### PROBLEM TO SOLVE
From the material below, return every line that includes "Config".
[Start of Attachment]
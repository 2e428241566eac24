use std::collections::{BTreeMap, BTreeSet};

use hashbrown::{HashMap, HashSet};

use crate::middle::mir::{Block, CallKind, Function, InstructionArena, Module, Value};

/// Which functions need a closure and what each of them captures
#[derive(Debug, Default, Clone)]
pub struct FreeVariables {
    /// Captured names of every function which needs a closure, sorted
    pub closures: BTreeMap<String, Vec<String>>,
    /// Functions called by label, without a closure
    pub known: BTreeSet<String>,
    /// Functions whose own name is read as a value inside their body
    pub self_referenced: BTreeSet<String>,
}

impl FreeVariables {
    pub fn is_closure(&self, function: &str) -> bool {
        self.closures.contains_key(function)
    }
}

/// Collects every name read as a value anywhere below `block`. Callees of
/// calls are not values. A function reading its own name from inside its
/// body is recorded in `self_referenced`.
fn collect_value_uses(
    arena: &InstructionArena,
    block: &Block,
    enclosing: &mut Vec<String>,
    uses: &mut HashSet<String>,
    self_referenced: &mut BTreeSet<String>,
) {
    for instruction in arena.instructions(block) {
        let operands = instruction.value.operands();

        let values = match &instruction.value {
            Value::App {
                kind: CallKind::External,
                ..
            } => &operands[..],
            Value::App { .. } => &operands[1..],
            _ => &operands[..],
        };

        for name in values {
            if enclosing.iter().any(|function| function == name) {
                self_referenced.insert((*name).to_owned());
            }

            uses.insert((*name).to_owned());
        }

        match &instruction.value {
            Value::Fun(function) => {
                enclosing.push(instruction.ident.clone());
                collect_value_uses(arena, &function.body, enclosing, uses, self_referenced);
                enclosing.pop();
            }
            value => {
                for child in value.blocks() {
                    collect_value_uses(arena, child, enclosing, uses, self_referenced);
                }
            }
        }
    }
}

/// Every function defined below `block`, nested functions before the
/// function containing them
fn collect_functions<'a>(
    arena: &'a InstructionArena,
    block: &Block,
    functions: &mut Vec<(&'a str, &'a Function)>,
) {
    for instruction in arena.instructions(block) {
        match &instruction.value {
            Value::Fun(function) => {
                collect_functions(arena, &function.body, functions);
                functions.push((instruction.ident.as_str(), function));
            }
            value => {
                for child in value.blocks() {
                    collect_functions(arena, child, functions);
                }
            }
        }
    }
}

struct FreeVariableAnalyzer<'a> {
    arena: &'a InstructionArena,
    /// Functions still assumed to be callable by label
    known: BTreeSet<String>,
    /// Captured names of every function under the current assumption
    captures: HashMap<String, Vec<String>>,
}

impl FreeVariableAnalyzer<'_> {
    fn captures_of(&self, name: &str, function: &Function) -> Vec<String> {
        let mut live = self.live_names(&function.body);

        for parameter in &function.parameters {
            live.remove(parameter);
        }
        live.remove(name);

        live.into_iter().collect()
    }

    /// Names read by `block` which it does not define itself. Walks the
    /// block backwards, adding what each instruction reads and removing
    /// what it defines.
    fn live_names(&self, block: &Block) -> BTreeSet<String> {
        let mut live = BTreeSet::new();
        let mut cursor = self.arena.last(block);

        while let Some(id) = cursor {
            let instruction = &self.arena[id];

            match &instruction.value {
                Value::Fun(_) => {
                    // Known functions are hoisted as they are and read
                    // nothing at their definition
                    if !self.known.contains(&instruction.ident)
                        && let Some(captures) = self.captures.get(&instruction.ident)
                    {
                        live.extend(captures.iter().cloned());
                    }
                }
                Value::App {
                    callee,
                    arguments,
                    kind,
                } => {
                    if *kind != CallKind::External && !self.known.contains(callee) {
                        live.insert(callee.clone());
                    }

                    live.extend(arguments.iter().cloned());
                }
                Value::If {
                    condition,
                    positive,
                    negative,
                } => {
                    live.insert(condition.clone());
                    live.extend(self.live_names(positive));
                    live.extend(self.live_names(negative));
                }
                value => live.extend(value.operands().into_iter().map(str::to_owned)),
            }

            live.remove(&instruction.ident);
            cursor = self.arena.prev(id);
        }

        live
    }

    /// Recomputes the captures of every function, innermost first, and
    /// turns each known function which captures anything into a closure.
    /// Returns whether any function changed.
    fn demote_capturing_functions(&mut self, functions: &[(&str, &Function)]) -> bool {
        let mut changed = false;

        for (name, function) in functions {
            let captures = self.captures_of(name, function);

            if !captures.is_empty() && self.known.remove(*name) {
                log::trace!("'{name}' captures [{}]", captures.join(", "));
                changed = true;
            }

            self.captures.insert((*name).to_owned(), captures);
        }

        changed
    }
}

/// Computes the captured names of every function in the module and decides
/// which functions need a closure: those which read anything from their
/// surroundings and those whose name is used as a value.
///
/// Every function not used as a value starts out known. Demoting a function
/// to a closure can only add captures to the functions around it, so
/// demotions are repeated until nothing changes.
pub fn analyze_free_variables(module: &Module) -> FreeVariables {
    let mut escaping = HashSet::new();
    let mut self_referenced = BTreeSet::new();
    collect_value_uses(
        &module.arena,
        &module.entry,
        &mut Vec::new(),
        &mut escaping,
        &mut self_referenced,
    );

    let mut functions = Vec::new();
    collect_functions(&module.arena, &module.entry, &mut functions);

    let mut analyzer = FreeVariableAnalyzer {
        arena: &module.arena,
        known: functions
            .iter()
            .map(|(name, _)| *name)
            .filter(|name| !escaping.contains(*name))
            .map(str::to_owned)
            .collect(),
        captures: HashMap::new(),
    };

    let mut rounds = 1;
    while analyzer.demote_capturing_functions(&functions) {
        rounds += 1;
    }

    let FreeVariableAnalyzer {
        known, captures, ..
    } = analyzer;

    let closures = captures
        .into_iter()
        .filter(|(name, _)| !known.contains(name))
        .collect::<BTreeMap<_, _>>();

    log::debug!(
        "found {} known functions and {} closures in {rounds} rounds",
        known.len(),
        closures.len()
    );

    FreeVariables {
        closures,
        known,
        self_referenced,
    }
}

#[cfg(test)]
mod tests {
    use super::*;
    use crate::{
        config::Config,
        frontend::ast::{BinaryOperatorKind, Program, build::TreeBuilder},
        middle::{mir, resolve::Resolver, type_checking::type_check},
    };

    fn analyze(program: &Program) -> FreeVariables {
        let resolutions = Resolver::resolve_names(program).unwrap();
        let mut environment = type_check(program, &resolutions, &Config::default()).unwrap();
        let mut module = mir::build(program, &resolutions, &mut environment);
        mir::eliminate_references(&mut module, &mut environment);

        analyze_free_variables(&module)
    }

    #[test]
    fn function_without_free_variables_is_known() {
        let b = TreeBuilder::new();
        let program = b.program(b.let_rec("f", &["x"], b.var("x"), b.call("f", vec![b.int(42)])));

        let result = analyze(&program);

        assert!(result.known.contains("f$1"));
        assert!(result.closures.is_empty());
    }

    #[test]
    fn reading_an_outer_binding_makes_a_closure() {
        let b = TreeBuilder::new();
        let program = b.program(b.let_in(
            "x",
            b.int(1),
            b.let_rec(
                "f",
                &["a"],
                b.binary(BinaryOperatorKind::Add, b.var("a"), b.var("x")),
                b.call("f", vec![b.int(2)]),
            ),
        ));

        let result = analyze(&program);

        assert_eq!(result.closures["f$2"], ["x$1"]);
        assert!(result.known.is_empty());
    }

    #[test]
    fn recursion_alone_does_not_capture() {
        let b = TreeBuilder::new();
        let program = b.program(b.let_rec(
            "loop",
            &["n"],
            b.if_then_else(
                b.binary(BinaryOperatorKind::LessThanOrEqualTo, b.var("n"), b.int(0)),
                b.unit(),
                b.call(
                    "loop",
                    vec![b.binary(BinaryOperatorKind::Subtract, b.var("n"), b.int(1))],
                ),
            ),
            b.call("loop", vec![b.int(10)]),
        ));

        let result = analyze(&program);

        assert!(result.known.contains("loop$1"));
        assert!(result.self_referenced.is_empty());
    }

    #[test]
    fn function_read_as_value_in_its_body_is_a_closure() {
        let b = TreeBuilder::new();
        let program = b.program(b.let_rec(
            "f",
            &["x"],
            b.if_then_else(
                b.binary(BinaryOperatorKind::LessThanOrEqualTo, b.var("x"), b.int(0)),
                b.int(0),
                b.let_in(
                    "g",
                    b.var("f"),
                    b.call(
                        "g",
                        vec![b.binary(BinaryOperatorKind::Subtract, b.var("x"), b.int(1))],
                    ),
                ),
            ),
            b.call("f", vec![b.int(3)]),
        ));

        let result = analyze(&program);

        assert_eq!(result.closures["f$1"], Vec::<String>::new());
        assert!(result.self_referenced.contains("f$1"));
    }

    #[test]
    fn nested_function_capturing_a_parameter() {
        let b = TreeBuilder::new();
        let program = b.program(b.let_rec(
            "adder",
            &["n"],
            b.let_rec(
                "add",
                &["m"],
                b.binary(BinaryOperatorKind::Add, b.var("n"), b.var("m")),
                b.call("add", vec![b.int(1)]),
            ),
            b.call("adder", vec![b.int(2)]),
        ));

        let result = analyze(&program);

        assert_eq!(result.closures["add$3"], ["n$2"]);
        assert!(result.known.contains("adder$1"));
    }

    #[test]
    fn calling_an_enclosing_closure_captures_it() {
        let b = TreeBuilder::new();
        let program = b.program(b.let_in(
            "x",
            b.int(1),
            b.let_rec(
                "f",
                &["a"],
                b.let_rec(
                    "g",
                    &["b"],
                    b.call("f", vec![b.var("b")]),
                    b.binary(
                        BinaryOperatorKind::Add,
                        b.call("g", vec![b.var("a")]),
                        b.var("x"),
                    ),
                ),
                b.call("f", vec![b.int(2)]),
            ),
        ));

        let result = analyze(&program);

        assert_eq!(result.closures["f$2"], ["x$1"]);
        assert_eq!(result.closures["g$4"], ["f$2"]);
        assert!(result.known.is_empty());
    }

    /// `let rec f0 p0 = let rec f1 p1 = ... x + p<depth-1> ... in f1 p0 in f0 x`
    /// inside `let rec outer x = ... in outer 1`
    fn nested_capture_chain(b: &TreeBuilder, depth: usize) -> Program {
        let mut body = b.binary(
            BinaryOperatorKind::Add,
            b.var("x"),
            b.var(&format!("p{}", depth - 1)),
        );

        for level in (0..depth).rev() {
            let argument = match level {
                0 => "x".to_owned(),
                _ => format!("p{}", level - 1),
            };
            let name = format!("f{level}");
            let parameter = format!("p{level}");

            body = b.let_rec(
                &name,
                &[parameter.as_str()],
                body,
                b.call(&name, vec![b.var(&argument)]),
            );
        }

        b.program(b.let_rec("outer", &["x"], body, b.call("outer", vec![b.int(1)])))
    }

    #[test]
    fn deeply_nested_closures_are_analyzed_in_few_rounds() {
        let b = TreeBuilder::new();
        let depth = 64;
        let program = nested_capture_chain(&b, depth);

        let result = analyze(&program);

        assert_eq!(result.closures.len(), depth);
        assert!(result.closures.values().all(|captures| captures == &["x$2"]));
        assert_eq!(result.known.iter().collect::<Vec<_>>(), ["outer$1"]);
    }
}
[End of Attachment]
### TASK OUTPUT
        config::Config,
        let mut environment = type_check(program, &resolutions, &Config::default()).unwrap();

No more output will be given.